The task = Looking at the records below, please say how many lines contain the word "poses", as a bare number.

Data =
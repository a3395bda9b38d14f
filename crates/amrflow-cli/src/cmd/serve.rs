use std::time::Duration;

/// Run the task service with its simulated fleet until interrupted.
pub fn run(port: u16, fleet: usize, tick_secs: u64) -> anyhow::Result<()> {
    let runtime = tokio::runtime::Runtime::new()?;
    runtime.block_on(amrflow_server::serve(
        port,
        fleet,
        Duration::from_secs(tick_secs.max(1)),
    ))
}
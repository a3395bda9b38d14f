use crate::error::{AmrError, Result};
use crate::progress::{self, ProgressReport};
use crate::task::TaskRecord;
use crate::types::InstanceStatus;
use chrono::{DateTime, Utc};
use serde::{Deserialize, Serialize};

// ---------------------------------------------------------------------------
// InstanceRecord
// ---------------------------------------------------------------------------

/// One assignment of a task to execution, tracked by coarse status and the
/// index of the action currently being executed. The owning service embeds
/// the task so progress can be derived from the record alone.
#[derive(Debug, Clone, Serialize, Deserialize)]
pub struct InstanceRecord {
    pub id: String,
    pub task_id: String,
    pub status: InstanceStatus,
    #[serde(default)]
    pub current_action_index: usize,
    #[serde(default, skip_serializing_if = "Option::is_none")]
    pub task: Option<TaskRecord>,
    pub created_at: DateTime<Utc>,
    pub updated_at: DateTime<Utc>,
}

impl InstanceRecord {
    pub fn task_name(&self) -> &str {
        self.task.as_ref().map(|t| t.name.as_str()).unwrap_or("Unknown")
    }

    /// Derive the per-step progress view from the embedded task.
    pub fn progress(&self) -> Result<ProgressReport> {
        let task = self
            .task
            .as_ref()
            .ok_or_else(|| AmrError::TaskNotFound(self.task_id.clone()))?;
        progress::derive(&task.actions, &self.status, self.current_action_index)
    }
}

// ---------------------------------------------------------------------------
// Tests
// ---------------------------------------------------------------------------
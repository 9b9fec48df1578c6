//! Seam to the rendering collaborator.
//!
//! Geometry is keyed by string id. Redrawing a glyph always removes the old id
//! first and then adds the new one, so rapid frame changes never leave stale
//! arrows behind.

use std::collections::BTreeMap;

use nalgebra::Point3;
use serde::Deserialize;

use super::arrow::{solve_arrow, ArrowPlacement, UserArrowSetting};
use crate::kinematics::VectorField;
use crate::motion::Motion;
use crate::skeleton::JOINT_COUNT;

pub const MESH_ID: &str = "mesh";
pub const JOINTS_ID: &str = "joints";

const MESH_COLOR: [f32; 4] = [0.3, 0.3, 0.3, 0.5];
const JOINT_MARKER_COLOR: [f32; 4] = [0.8, 0.0, 0.0, 1.0];
const JOINT_MARKER_BASE_SIZE: f32 = 4.0;

#[derive(Debug, Clone, Copy, PartialEq, Eq, Hash)]
pub enum ArrowKind {
    Velocity,
    Acceleration,
}

impl ArrowKind {
    pub const ALL: [ArrowKind; 2] = [ArrowKind::Velocity, ArrowKind::Acceleration];

    pub fn id_prefix(self) -> &'static str {
        match self {
            ArrowKind::Velocity => "arrow_vel",
            ArrowKind::Acceleration => "arrow_acc",
        }
    }

    /// 関節ごとの矢印ID (例: "arrow_vel3")
    pub fn geometry_id(self, joint: usize) -> String {
        format!("{}{}", self.id_prefix(), joint)
    }
}

/// メッシュの表示状態
#[derive(Debug, Clone, Copy, PartialEq, Eq, Default, Deserialize)]
#[serde(rename_all = "lowercase")]
pub enum MeshState {
    #[default]
    Transparent,
    Opaque,
    Hidden,
}

#[derive(Debug, Clone, Copy, PartialEq, Eq)]
pub enum Shader {
    Lit,
    LitTransparency,
}

#[derive(Debug, Clone, Copy, PartialEq)]
pub struct Material {
    pub shader: Shader,
    pub base_color: [f32; 4],
    pub point_size: f32,
}

impl Material {
    pub fn arrow(color: [f32; 4]) -> Self {
        Self { shader: Shader::Lit, base_color: color, point_size: 0.0 }
    }

    pub fn mesh(state: MeshState) -> Self {
        let shader = match state {
            MeshState::Opaque => Shader::Lit,
            _ => Shader::LitTransparency,
        };
        Self { shader, base_color: MESH_COLOR, point_size: 0.0 }
    }

    /// 関節マーカー (点サイズ = 4 + joint_size)
    pub fn joint_markers(joint_size: u8) -> Self {
        Self {
            shader: Shader::Lit,
            base_color: JOINT_MARKER_COLOR,
            point_size: JOINT_MARKER_BASE_SIZE + joint_size as f32,
        }
    }
}

#[derive(Debug, Clone, PartialEq)]
pub enum Geometry {
    Arrow(ArrowPlacement),
    JointMarkers(Vec<Point3<f64>>),
    Mesh(Vec<Point3<f64>>),
}

/// 描画側が実装するシーン操作
pub trait SceneSink {
    fn add_geometry(&mut self, id: &str, geometry: Geometry, material: &Material);
    fn remove_geometry(&mut self, id: &str);
}

/// ある種別の矢印を全関節分取り除く
pub fn remove_arrows(scene: &mut dyn SceneSink, kind: ArrowKind) {
    for j in 0..JOINT_COUNT {
        scene.remove_geometry(&kind.geometry_id(j));
    }
}

/// ベクトル場を矢印として配置する。配置した本数を返す
pub fn draw_arrows(
    scene: &mut dyn SceneSink,
    kind: ArrowKind,
    joints: &[Point3<f64>; JOINT_COUNT],
    field: &VectorField,
    setting: &UserArrowSetting,
) -> usize {
    let material = Material::arrow(setting.color);
    let mut drawn = 0;
    for (j, sample) in field.iter() {
        let Some(placement) =
            solve_arrow(&joints[j], &sample.vector, setting, sample.scaling_factor)
        else {
            continue;
        };
        let id = kind.geometry_id(j);
        scene.remove_geometry(&id);
        scene.add_geometry(&id, Geometry::Arrow(placement), &material);
        drawn += 1;
    }
    drawn
}

/// メッシュと関節マーカーを描き直す。最終遷移フレーム以降は何もしない
pub fn draw_mesh(
    scene: &mut dyn SceneSink,
    motion: &Motion,
    frame: usize,
    state: MeshState,
    joint_size: u8,
) -> bool {
    if !motion.has_transition(frame) {
        return false;
    }
    let Some(pose) = motion.pose(frame) else {
        return false;
    };

    scene.remove_geometry(MESH_ID);
    scene.remove_geometry(JOINTS_ID);

    if matches!(state, MeshState::Hidden | MeshState::Transparent) {
        scene.add_geometry(
            JOINTS_ID,
            Geometry::JointMarkers(pose.joints.to_vec()),
            &Material::joint_markers(joint_size),
        );
    }
    if state != MeshState::Hidden {
        scene.add_geometry(MESH_ID, Geometry::Mesh(pose.vertices.clone()), &Material::mesh(state));
    }
    true
}

/// メッシュと関節マーカーを消す
pub fn hide_mesh(scene: &mut dyn SceneSink) {
    scene.remove_geometry(MESH_ID);
    scene.remove_geometry(JOINTS_ID);
}

/// 現在配置されているジオメトリを保持するシーン
#[derive(Debug, Default)]
pub struct RecordingScene {
    live: BTreeMap<String, (Geometry, Material)>,
    pub adds: usize,
    pub removes: usize,
}

impl RecordingScene {
    pub fn new() -> Self {
        Self::default()
    }

    pub fn get(&self, id: &str) -> Option<&(Geometry, Material)> {
        self.live.get(id)
    }

    pub fn contains(&self, id: &str) -> bool {
        self.live.contains_key(id)
    }

    pub fn len(&self) -> usize {
        self.live.len()
    }

    pub fn is_empty(&self) -> bool {
        self.live.is_empty()
    }

    /// 指定種別の矢印数
    pub fn arrow_count(&self, kind: ArrowKind) -> usize {
        self.live.keys().filter(|id| id.starts_with(kind.id_prefix())).count()
    }

    pub fn ids(&self) -> impl Iterator<Item = &str> {
        self.live.keys().map(String::as_str)
    }
}

impl SceneSink for RecordingScene {
    fn add_geometry(&mut self, id: &str, geometry: Geometry, material: &Material) {
        self.adds += 1;
        self.live.insert(id.to_string(), (geometry, *material));
    }

    fn remove_geometry(&mut self, id: &str) {
        if self.live.remove(id).is_some() {
            self.removes += 1;
        }
    }
}

#[cfg(test)]
mod tests {
    use super::*;
    use crate::kinematics::velocity_field;
    use crate::motion::{MotionInfo, Pose};
    use crate::render::arrow::UserArrowSetting;

    /// 関節 j が x 方向に j*0.01/frame で動く（関節0は静止）
    fn fanned_motion(frames: usize) -> Motion {
        let poses = (0..frames)
            .map(|i| {
                let joints =
                    std::array::from_fn(|j| Point3::new(0.01 * (j * i) as f64, j as f64, 0.0));
                Pose::new(joints, vec![Point3::new(i as f64, 0.0, 0.0); 3])
            })
            .collect();
        Motion::new(MotionInfo::new("fan", 10.0, 100.0), 30.0, poses).unwrap()
    }

    #[test]
    fn test_geometry_ids() {
        assert_eq!(ArrowKind::Velocity.geometry_id(3), "arrow_vel3");
        assert_eq!(ArrowKind::Acceleration.geometry_id(23), "arrow_acc23");
    }

    #[test]
    fn test_draw_arrows_skips_absent() {
        let motion = fanned_motion(5);
        let field = velocity_field(&motion, 1, 1).unwrap();
        let mut scene = RecordingScene::new();
        let mut setting = UserArrowSetting::new([1.0, 1.0, 0.0, 1.0]);
        setting.enabled = true;

        let joints = &motion.poses()[1].joints;
        let drawn = draw_arrows(&mut scene, ArrowKind::Velocity, joints, &field, &setting);
        assert_eq!(drawn, JOINT_COUNT - 1);
        assert!(!scene.contains("arrow_vel0"));
        assert!(scene.contains("arrow_vel1"));
        assert_eq!(scene.arrow_count(ArrowKind::Velocity), JOINT_COUNT - 1);
        assert_eq!(scene.arrow_count(ArrowKind::Acceleration), 0);

        let (_, material) = scene.get("arrow_vel5").unwrap();
        assert_eq!(material.base_color, [1.0, 1.0, 0.0, 1.0]);
    }

    #[test]
    fn test_redraw_replaces_instead_of_accumulating() {
        let motion = fanned_motion(6);
        let setting = UserArrowSetting::new([1.0, 0.0, 0.0, 1.0]);
        let mut scene = RecordingScene::new();
        for frame in 0..4 {
            let field = velocity_field(&motion, frame, 1).unwrap();
            let joints = &motion.poses()[frame].joints;
            draw_arrows(&mut scene, ArrowKind::Velocity, joints, &field, &setting);
        }
        assert_eq!(scene.arrow_count(ArrowKind::Velocity), JOINT_COUNT - 1);
        // 2回目以降は全て remove → add
        assert_eq!(scene.removes, 3 * (JOINT_COUNT - 1));

        let Some((Geometry::Arrow(p), _)) = scene.get("arrow_vel2") else {
            panic!("arrow_vel2 missing");
        };
        assert_eq!(p.origin, motion.poses()[3].joints[2]);
    }

    #[test]
    fn test_remove_arrows() {
        let motion = fanned_motion(4);
        let setting = UserArrowSetting::new([1.0, 0.0, 0.0, 1.0]);
        let mut scene = RecordingScene::new();
        let field = velocity_field(&motion, 0, 1).unwrap();
        let joints = &motion.poses()[0].joints;
        draw_arrows(&mut scene, ArrowKind::Acceleration, joints, &field, &setting);
        draw_mesh(&mut scene, &motion, 0, MeshState::Opaque, 1);

        remove_arrows(&mut scene, ArrowKind::Acceleration);
        assert_eq!(scene.arrow_count(ArrowKind::Acceleration), 0);
        assert!(scene.contains(MESH_ID));
    }

    #[test]
    fn test_draw_mesh_states() {
        let motion = fanned_motion(4);
        let mut scene = RecordingScene::new();

        assert!(draw_mesh(&mut scene, &motion, 1, MeshState::Transparent, 2));
        assert!(scene.contains(MESH_ID) && scene.contains(JOINTS_ID));
        let (_, mat) = scene.get(JOINTS_ID).unwrap();
        assert_eq!(mat.point_size, 6.0);
        let (_, mat) = scene.get(MESH_ID).unwrap();
        assert_eq!(mat.shader, Shader::LitTransparency);

        draw_mesh(&mut scene, &motion, 1, MeshState::Opaque, 2);
        assert!(scene.contains(MESH_ID) && !scene.contains(JOINTS_ID));
        let (_, mat) = scene.get(MESH_ID).unwrap();
        assert_eq!(mat.shader, Shader::Lit);

        draw_mesh(&mut scene, &motion, 1, MeshState::Hidden, 2);
        assert!(!scene.contains(MESH_ID) && scene.contains(JOINTS_ID));
    }

    #[test]
    fn test_draw_mesh_last_frame_noop() {
        let motion = fanned_motion(4);
        let mut scene = RecordingScene::new();
        assert!(!draw_mesh(&mut scene, &motion, 3, MeshState::Opaque, 1));
        assert!(scene.is_empty());
    }

    #[test]
    fn test_mesh_state_from_toml() {
        #[derive(Deserialize)]
        struct Wrap {
            mesh: MeshState,
        }
        let w: Wrap = toml::from_str("mesh = \"hidden\"").unwrap();
        assert_eq!(w.mesh, MeshState::Hidden);
    }
}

Task result = 6